:: Data for review ::

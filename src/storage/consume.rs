//! 消费原语
//!
//! 三类主体（推广码 / 分享链接 / 微信二维码）共享同一个"可消费"能力：
//! 单条带谓词守卫的条件 UPDATE + rows-affected 检查。计数增加与可用性
//! 判定发生在同一条语句里，应用层不存在 read-modify-write 窗口，并发
//! 场景下 current_uses 永远不会越过 max_uses。

use chrono::{DateTime, Utc};
use sea_orm::sea_query::Expr;
use sea_orm::{ColumnTrait, Condition, ConnectionTrait, EntityTrait, ExprTrait, QueryFilter};

use super::models::{PromotionCode, QrStatus, QrType, ShareLink, SubjectKind, WechatQrcode};
use migration::entities::{promotion_code, share_link, wechat_qrcode};

/// 指向一个可消费主体
#[derive(Debug, Clone, PartialEq, Eq, Hash)]
pub struct SubjectRef {
    pub kind: SubjectKind,
    pub id: String,
}

impl SubjectRef {
    pub fn code(id: impl Into<String>) -> Self {
        Self {
            kind: SubjectKind::Code,
            id: id.into(),
        }
    }

    pub fn link(id: impl Into<String>) -> Self {
        Self {
            kind: SubjectKind::Link,
            id: id.into(),
        }
    }

    pub fn qrcode(id: impl Into<String>) -> Self {
        Self {
            kind: SubjectKind::Qrcode,
            id: id.into(),
        }
    }
}

impl std::fmt::Display for SubjectRef {
    fn fmt(&self, f: &mut std::fmt::Formatter<'_>) -> std::fmt::Result {
        write!(f, "{}:{}", self.kind, self.id)
    }
}

/// 消费被拒绝的原因
#[derive(Debug, Clone, Copy, PartialEq, Eq)]
pub enum RejectReason {
    NotFound,
    Inactive,
    Revoked,
    Expired,
    Exhausted,
}

impl RejectReason {
    pub fn as_str(&self) -> &'static str {
        match self {
            RejectReason::NotFound => "not_found",
            RejectReason::Inactive => "inactive",
            RejectReason::Revoked => "revoked",
            RejectReason::Expired => "expired",
            RejectReason::Exhausted => "exhausted",
        }
    }
}

impl std::fmt::Display for RejectReason {
    fn fmt(&self, f: &mut std::fmt::Formatter<'_>) -> std::fmt::Result {
        f.write_str(self.as_str())
    }
}

/// try_consume 的结果
#[derive(Debug, Clone, Copy, PartialEq, Eq)]
pub enum ConsumeDecision {
    Consumed,
    Rejected(RejectReason),
}

/// 可消费主体的共享能力
///
/// `reject_reason` 是派生谓词：expired 状态在每次判定时从
/// `expires_at`/`expire_time` 重新计算，不依赖后台清扫是否已运行。
pub trait Consumable {
    fn subject(&self) -> SubjectRef;

    fn reject_reason(&self, now: DateTime<Utc>) -> Option<RejectReason>;

    fn is_usable(&self, now: DateTime<Utc>) -> bool {
        self.reject_reason(now).is_none()
    }
}

impl Consumable for PromotionCode {
    fn subject(&self) -> SubjectRef {
        SubjectRef::code(self.id.clone())
    }

    fn reject_reason(&self, now: DateTime<Utc>) -> Option<RejectReason> {
        if !self.is_active {
            return Some(RejectReason::Inactive);
        }
        if let Some(expires_at) = self.expires_at
            && now >= expires_at
        {
            return Some(RejectReason::Expired);
        }
        if let Some(max_uses) = self.max_uses
            && self.current_uses >= max_uses
        {
            return Some(RejectReason::Exhausted);
        }
        None
    }
}

impl Consumable for ShareLink {
    fn subject(&self) -> SubjectRef {
        SubjectRef::link(self.id.clone())
    }

    fn reject_reason(&self, _now: DateTime<Utc>) -> Option<RejectReason> {
        if !self.is_active {
            return Some(RejectReason::Inactive);
        }
        None
    }
}

impl Consumable for WechatQrcode {
    fn subject(&self) -> SubjectRef {
        SubjectRef::qrcode(self.id.clone())
    }

    fn reject_reason(&self, now: DateTime<Utc>) -> Option<RejectReason> {
        match self.status {
            QrStatus::Revoked => return Some(RejectReason::Revoked),
            QrStatus::Expired => return Some(RejectReason::Expired),
            QrStatus::Active => {}
        }
        // expired 是 now >= expire_time 的缓存投影，这里重新计算
        if self.qr_type == QrType::Temporary
            && let Some(expire_time) = self.expire_time
            && now >= expire_time
        {
            return Some(RejectReason::Expired);
        }
        None
    }
}

/// 在给定连接（事务或池）上执行一次原子消费
///
/// 返回 `Ok(None)` 表示消费成功；`Ok(Some(reason))` 表示被拒绝。
/// 拒绝原因通过一次补充读取解析，仅用于错误详情，不参与同步判定。
pub async fn try_consume_on<C: ConnectionTrait>(
    db: &C,
    subject: &SubjectRef,
    now: DateTime<Utc>,
) -> Result<Option<RejectReason>, sea_orm::DbErr> {
    let rows_affected = match subject.kind {
        SubjectKind::Code => {
            promotion_code::Entity::update_many()
                .col_expr(
                    promotion_code::Column::CurrentUses,
                    Expr::col(promotion_code::Column::CurrentUses).add(1),
                )
                .filter(promotion_code::Column::Id.eq(&subject.id))
                .filter(promotion_code::Column::IsActive.eq(true))
                .filter(promotion_code::Column::IsDeleted.eq(false))
                .filter(
                    Condition::any()
                        .add(promotion_code::Column::ExpiresAt.is_null())
                        .add(promotion_code::Column::ExpiresAt.gt(now)),
                )
                .filter(
                    Condition::any()
                        .add(promotion_code::Column::MaxUses.is_null())
                        .add(
                            Expr::col(promotion_code::Column::CurrentUses)
                                .lt(Expr::col(promotion_code::Column::MaxUses)),
                        ),
                )
                .exec(db)
                .await?
                .rows_affected
        }
        SubjectKind::Link => {
            share_link::Entity::update_many()
                .col_expr(
                    share_link::Column::ClickCount,
                    Expr::col(share_link::Column::ClickCount).add(1),
                )
                .filter(share_link::Column::Id.eq(&subject.id))
                .filter(share_link::Column::IsActive.eq(true))
                .filter(share_link::Column::IsDeleted.eq(false))
                .exec(db)
                .await?
                .rows_affected
        }
        SubjectKind::Qrcode => {
            wechat_qrcode::Entity::update_many()
                .col_expr(
                    wechat_qrcode::Column::ScanCount,
                    Expr::col(wechat_qrcode::Column::ScanCount).add(1),
                )
                .filter(wechat_qrcode::Column::Id.eq(&subject.id))
                .filter(wechat_qrcode::Column::Status.eq(QrStatus::Active.to_string()))
                .filter(
                    Condition::any()
                        .add(wechat_qrcode::Column::ExpireTime.is_null())
                        .add(wechat_qrcode::Column::ExpireTime.gt(now)),
                )
                .exec(db)
                .await?
                .rows_affected
        }
    };

    if rows_affected > 0 {
        return Ok(None);
    }

    Ok(Some(resolve_reject_reason(db, subject, now).await?))
}

/// 转化计数增加（仅分享链接持有 conversion_count 计数器）
///
/// 转化不受使用上限约束，但已删除的主体不再累计。
pub async fn increment_conversion_on<C: ConnectionTrait>(
    db: &C,
    subject: &SubjectRef,
) -> Result<(), sea_orm::DbErr> {
    if subject.kind != SubjectKind::Link {
        return Ok(());
    }

    share_link::Entity::update_many()
        .col_expr(
            share_link::Column::ConversionCount,
            Expr::col(share_link::Column::ConversionCount).add(1),
        )
        .filter(share_link::Column::Id.eq(&subject.id))
        .filter(share_link::Column::IsDeleted.eq(false))
        .exec(db)
        .await?;

    Ok(())
}

/// 消费失败后解析拒绝原因（仅用于错误详情）
async fn resolve_reject_reason<C: ConnectionTrait>(
    db: &C,
    subject: &SubjectRef,
    now: DateTime<Utc>,
) -> Result<RejectReason, sea_orm::DbErr> {
    let reason = match subject.kind {
        SubjectKind::Code => promotion_code::Entity::find_by_id(&subject.id)
            .one(db)
            .await?
            .filter(|m| !m.is_deleted)
            .and_then(|m| PromotionCode::try_from(m).ok())
            .map(|code| code.reject_reason(now)),
        SubjectKind::Link => share_link::Entity::find_by_id(&subject.id)
            .one(db)
            .await?
            .filter(|m| !m.is_deleted)
            .and_then(|m| ShareLink::try_from(m).ok())
            .map(|link| link.reject_reason(now)),
        SubjectKind::Qrcode => wechat_qrcode::Entity::find_by_id(&subject.id)
            .one(db)
            .await?
            .and_then(|m| WechatQrcode::try_from(m).ok())
            .map(|qr| qr.reject_reason(now)),
    };

    Ok(match reason {
        None => RejectReason::NotFound,
        // UPDATE 与 SELECT 之间状态可能再次变化，回退到一个保守原因
        Some(r) => r.unwrap_or(RejectReason::Inactive),
    })
}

:::

• **What needs to be done**: List every line in the records above that contains the word "DateTime".

• **Result of the exercise**:
use chrono::{DateTime, Utc};
    fn reject_reason(&self, now: DateTime<Utc>) -> Option<RejectReason>;
    fn is_usable(&self, now: DateTime<Utc>) -> bool {
    fn reject_reason(&self, now: DateTime<Utc>) -> Option<RejectReason> {
    fn reject_reason(&self, _now: DateTime<Utc>) -> Option<RejectReason> {
    fn reject_reason(&self, now: DateTime<Utc>) -> Option<RejectReason> {
    now: DateTime<Utc>,
    now: DateTime<Utc>,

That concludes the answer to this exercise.